Safety was assessed through adverse event reporting, physical examination, chest X-rays and other clinical and laboratory assessment. The main efficacy outcome was change in FEV1 performance at 24 weeks.

What were the basic results?

The study was completed by 89% of those randomised. At 24 weeks there was a borderline significant increase in FEV1 in the denufosol group (0.048L increase) compared with the placebo group (0.003L increase; difference between groups p=0.047).

The groups showed no significant differences in other, secondary measures of lung function: forced vital capacity (volume of air during maximal exhalation after maximal inhalation), forced expiratory flow (flow of air during the middle phase of exhalation) and no difference in the rate of exacerbation of lung function (defined by meeting at least four of a set of 12 clinical signs and symptoms).

Denufosol was well-tolerated, with an adverse event profile similar to the inactive placebo drug. Nearly all patients in both groups reported at least one adverse effect during the study, most commonly cough. Sinusitis, runny nose and headache were reported more often in the placebo group.
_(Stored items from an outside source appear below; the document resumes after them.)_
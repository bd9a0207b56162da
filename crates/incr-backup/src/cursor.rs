//! Incremental backup cursor.
//!
//! An [`IncrementalCursor`] serves the dirty ranges of one file. The union
//! list is computed lazily on the first [`advance`](IncrementalCursor::advance)
//! and then paged out in chunks of at most `granularity` bytes:
//!
//! ```text
//! Uninitialized ──► FullCopy ──────────┐
//!       │                              ▼
//!       └─────────► Ranges ──────► Exhausted
//!
//! any state ──close──► Closed
//! ```
//!
//! Files with no incremental basis (force-full identifiers, metadata files)
//! yield a single [`RangeKind::File`] directive covering the whole file.

use std::fmt;
use std::sync::Arc;

use tracing::{debug, info};

use crate::range::{BackupRange, Extent, RangeKind};
use crate::reduce::{UnionList, reduce_chain};
use crate::session::{BackupSession, IncrementalId};
use crate::source::{CheckpointSource, FileHandle, FileStore};
use crate::{BackupError, Result};

/// Observable cursor state.
#[derive(Debug, Clone, Copy, PartialEq, Eq)]
pub enum CursorState {
    /// Nothing computed yet.
    Uninitialized,
    /// The whole-file directive has been returned.
    FullCopy,
    /// Paging through the union list.
    Ranges,
    /// Every range has been returned.
    Exhausted,
    /// Resources released.
    Closed,
}

/// Read position within a union list.
#[derive(Debug, Clone, Copy, Default, PartialEq, Eq)]
pub struct Position {
    /// Index of the current extent.
    pub index: usize,
    /// Bytes of the current extent already returned.
    pub consumed: u64,
}

/// Compute the chunk at `position` and the position after it.
///
/// Returns `None` once `position` is past the last extent, or when
/// `granularity` is zero. An extent longer than `granularity` is split into
/// `granularity`-sized pieces, the last one carrying the remainder. Extents
/// reaching past `u64::MAX` end there.
pub fn next_chunk(
    list: &[Extent],
    position: Position,
    granularity: u64,
) -> Option<(BackupRange, Position)> {
    if granularity == 0 {
        return None;
    }

    let entry = list.get(position.index)?;
    let offset = entry.offset.checked_add(position.consumed)?;
    let remaining = entry.end().saturating_sub(offset);

    if remaining <= granularity {
        Some((
            BackupRange::range(offset, remaining),
            Position {
                index: position.index + 1,
                consumed: 0,
            },
        ))
    } else {
        Some((
            BackupRange::range(offset, granularity),
            Position {
                index: position.index,
                consumed: position.consumed + granularity,
            },
        ))
    }
}

enum Progress {
    Uninitialized,
    FullCopy,
    Ranges(UnionList),
    Exhausted,
    Closed,
}

/// Cursor over the dirty ranges of one file.
pub struct IncrementalCursor {
    file: String,
    granularity: u64,
    start: Arc<IncrementalId>,
    stop: Arc<IncrementalId>,
    force_full: bool,
    checkpoints: Arc<dyn CheckpointSource>,
    files: Arc<dyn FileStore>,
    handle: Option<Box<dyn FileHandle>>,
    progress: Progress,
    position: Position,
    block: Vec<u8>,
}

impl IncrementalCursor {
    /// Open a cursor for `file`, inheriting granularity and identifiers from
    /// `session`.
    ///
    /// Unless the session forces full copies or `file` is a metadata file, a
    /// handle pinned to the start checkpoint is opened. The union list is
    /// not computed here.
    ///
    /// # Errors
    ///
    /// Returns an error if the handle cannot be opened.
    pub fn open(session: &BackupSession, file: &str) -> Result<Self> {
        let start = Arc::clone(session.start());
        let stop = Arc::clone(session.stop());

        let force_full = start.force_full;
        if force_full {
            info!("forcing full file copies for id {}", start.id);
        }

        let handle = if !force_full && !session.config().is_metadata_file(file) {
            let checkpoint = start.checkpoint_name()?;
            Some(session.files().open_at_checkpoint(file, checkpoint)?)
        } else {
            None
        };

        debug!(
            "opened incremental cursor for {file} (handle {})",
            handle.as_ref().map_or("none", |h| h.uri())
        );

        Ok(Self {
            file: file.to_string(),
            granularity: session.config().granularity,
            start,
            stop,
            force_full,
            checkpoints: Arc::clone(session.checkpoints()),
            files: Arc::clone(session.files()),
            handle,
            progress: Progress::Uninitialized,
            position: Position::default(),
            block: Vec::new(),
        })
    }

    /// Return the next range to copy.
    ///
    /// # Errors
    ///
    /// - [`BackupError::NoDataToCopy`] when nothing is left, including when
    ///   the file changed nowhere between the two checkpoints
    /// - [`BackupError::Closed`] after [`close`](Self::close)
    /// - errors from the checkpoint metadata or file store on first use
    pub fn advance(&mut self) -> Result<BackupRange> {
        match self.state() {
            CursorState::Closed => return Err(BackupError::Closed),
            CursorState::Exhausted => return Err(BackupError::NoDataToCopy),
            CursorState::FullCopy => {
                self.progress = Progress::Exhausted;
                return Err(BackupError::NoDataToCopy);
            }
            CursorState::Uninitialized => {
                if self.force_full || self.handle.is_none() {
                    return self.init_full_copy();
                }
                self.init_ranges()?;
            }
            CursorState::Ranges => {}
        }

        self.step()
    }

    fn init_full_copy(&mut self) -> Result<BackupRange> {
        let size = self.files.file_size(&self.file)?;
        debug!("full copy of {} ({size} bytes)", self.file);

        self.progress = Progress::FullCopy;
        Ok(BackupRange::whole_file(size))
    }

    fn init_ranges(&mut self) -> Result<()> {
        let start = self.start.checkpoint_name()?;
        let stop = self.stop.checkpoint_name()?;

        let chain = self.checkpoints.checkpoints(&self.file)?;
        match reduce_chain(chain, start, stop)? {
            None => {
                debug!("{}: no blocks changed between {start} and {stop}", self.file);
                self.progress = Progress::Exhausted;
                Err(BackupError::NoDataToCopy)
            }
            Some(list) => {
                debug!(
                    "{}: {} dirty extents, {} bytes",
                    self.file,
                    list.len(),
                    list.total_bytes()
                );
                self.position = Position::default();
                self.progress = Progress::Ranges(list);
                Ok(())
            }
        }
    }

    fn step(&mut self) -> Result<BackupRange> {
        let Progress::Ranges(list) = &self.progress else {
            return Err(BackupError::InvalidState(
                "cursor has no range list".to_string(),
            ));
        };

        match next_chunk(list.extents(), self.position, self.granularity) {
            Some((range, next)) => {
                self.position = next;
                Ok(range)
            }
            None => {
                self.progress = Progress::Exhausted;
                Err(BackupError::NoDataToCopy)
            }
        }
    }

    /// Read the bytes of a dirty range through the pinned handle.
    ///
    /// The returned slice borrows the cursor's scratch buffer and is
    /// overwritten by the next read.
    ///
    /// # Errors
    ///
    /// Returns [`BackupError::InvalidState`] for whole-file directives and
    /// for cursors without a handle.
    pub fn read_range(&mut self, range: &BackupRange) -> Result<&[u8]> {
        if matches!(self.progress, Progress::Closed) {
            return Err(BackupError::Closed);
        }
        if range.kind == RangeKind::File {
            return Err(BackupError::InvalidState(
                "whole-file ranges are copied by the client".to_string(),
            ));
        }
        let Some(handle) = self.handle.as_ref() else {
            return Err(BackupError::InvalidState(format!(
                "{} has no incremental handle",
                self.file
            )));
        };

        let len = usize::try_from(range.length).map_err(|_| {
            BackupError::Allocation(format!("range of {} bytes", range.length))
        })?;
        if self.block.len() < len {
            self.block.try_reserve_exact(len - self.block.len())?;
            self.block.resize(len, 0);
        }

        handle.read_at(range.offset, &mut self.block[..len])?;
        Ok(&self.block[..len])
    }

    /// Release the union list, the file handle and the scratch buffer.
    ///
    /// Safe to call in any state, including before the first advance, and
    /// more than once.
    pub fn close(&mut self) {
        if matches!(self.progress, Progress::Closed) {
            return;
        }

        self.progress = Progress::Closed;
        self.handle = None;
        self.block = Vec::new();
        debug!("closed incremental cursor for {}", self.file);
    }

    /// Current state.
    pub fn state(&self) -> CursorState {
        match self.progress {
            Progress::Uninitialized => CursorState::Uninitialized,
            Progress::FullCopy => CursorState::FullCopy,
            Progress::Ranges(_) => CursorState::Ranges,
            Progress::Exhausted => CursorState::Exhausted,
            Progress::Closed => CursorState::Closed,
        }
    }

    /// File this cursor serves.
    pub fn file(&self) -> &str {
        &self.file
    }

    /// Maximum bytes per returned range.
    pub const fn granularity(&self) -> u64 {
        self.granularity
    }

    /// Whether this cursor copies the whole file.
    pub const fn is_force_full(&self) -> bool {
        self.force_full
    }

    /// Union list, once computed.
    pub fn union_list(&self) -> Option<&UnionList> {
        match &self.progress {
            Progress::Ranges(list) => Some(list),
            _ => None,
        }
    }

    /// Current read position within the union list.
    pub const fn position(&self) -> Position {
        self.position
    }

    /// URI of the open file handle, if any.
    pub fn handle_uri(&self) -> Option<&str> {
        self.handle.as_deref().map(|h| h.uri())
    }
}

impl Iterator for IncrementalCursor {
    type Item = Result<BackupRange>;

    fn next(&mut self) -> Option<Self::Item> {
        match self.advance() {
            Ok(range) => Some(Ok(range)),
            Err(e) if e.is_no_data() => None,
            Err(e) => Some(Err(e)),
        }
    }
}

impl fmt::Debug for IncrementalCursor {
    fn fmt(&self, f: &mut fmt::Formatter<'_>) -> fmt::Result {
        f.debug_struct("IncrementalCursor")
            .field("file", &self.file)
            .field("granularity", &self.granularity)
            .field("force_full", &self.force_full)
            .field("state", &self.state())
            .field("position", &self.position)
            .field("handle", &self.handle_uri())
            .finish_non_exhaustive()
    }
}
Withdrawals due to adverse effects were rare, and occurred with a 1-3% frequency across both groups.

How did the researchers interpret the results?

The researcher concluded that the results of this double-blind, placebo-controlled randomised controlled trial demonstrate that the ion channel regulator denufosol has efficacy and safety profiles suitable for early intervention in people with cystic fibrosis who have little or no lung function impairment.

Conclusion

This was a well-conducted randomised controlled trial with strengths including its relatively large size and high completion rates in both denufosol and placebo groups. Denufosol had a good safety profile, and at 24 weeks it gave an improvement in the primary outcome of FEV1 (the volume of air that can be forcefully breathed out in the first second of exhalation).

Though this trial has promising results, it should be remembered that:

  • After denufosol treatment, FEV1 performance was improved by 2% compared with that at the start of the study (a 48ml increase). Though better than the 3ml improvement in those receiving the saline control solution the difference between the groups only just reached statistical significance (p=0.047 [significance is <0.05]).
  • This initial trial did not demonstrate any improvements in other measures of lung function or on the rate of infections, which are a recurring problem among people with CF.
  • All study members had early-stage disease with no or minimal impairment of lung function (average FEV1 92% of what would be expected for a person of their age, sex and height). Therefore, the findings cannot be extrapolated to children and young adults with CF who have greater impairment or to older groups with mild CF impairment.
  • Further assessment of safety and efficacy will be required in a larger sample of people with CF treated over a longer time period. Such a study is currently ongoing.

Cystic fibrosis is an incurable condition that can cause a number of major health problems. While current treatments tend to focus on management of the symptoms of CF, it is encouraging to see the development of drugs designed to target the root biological problems that lie behind the condition. That said, this well-conducted research is only the first trial of denufosol, and further, larger trials will now be needed to give a better indication of its safety and efficacy over the longer term, and in sufferers who have different levels of lung function.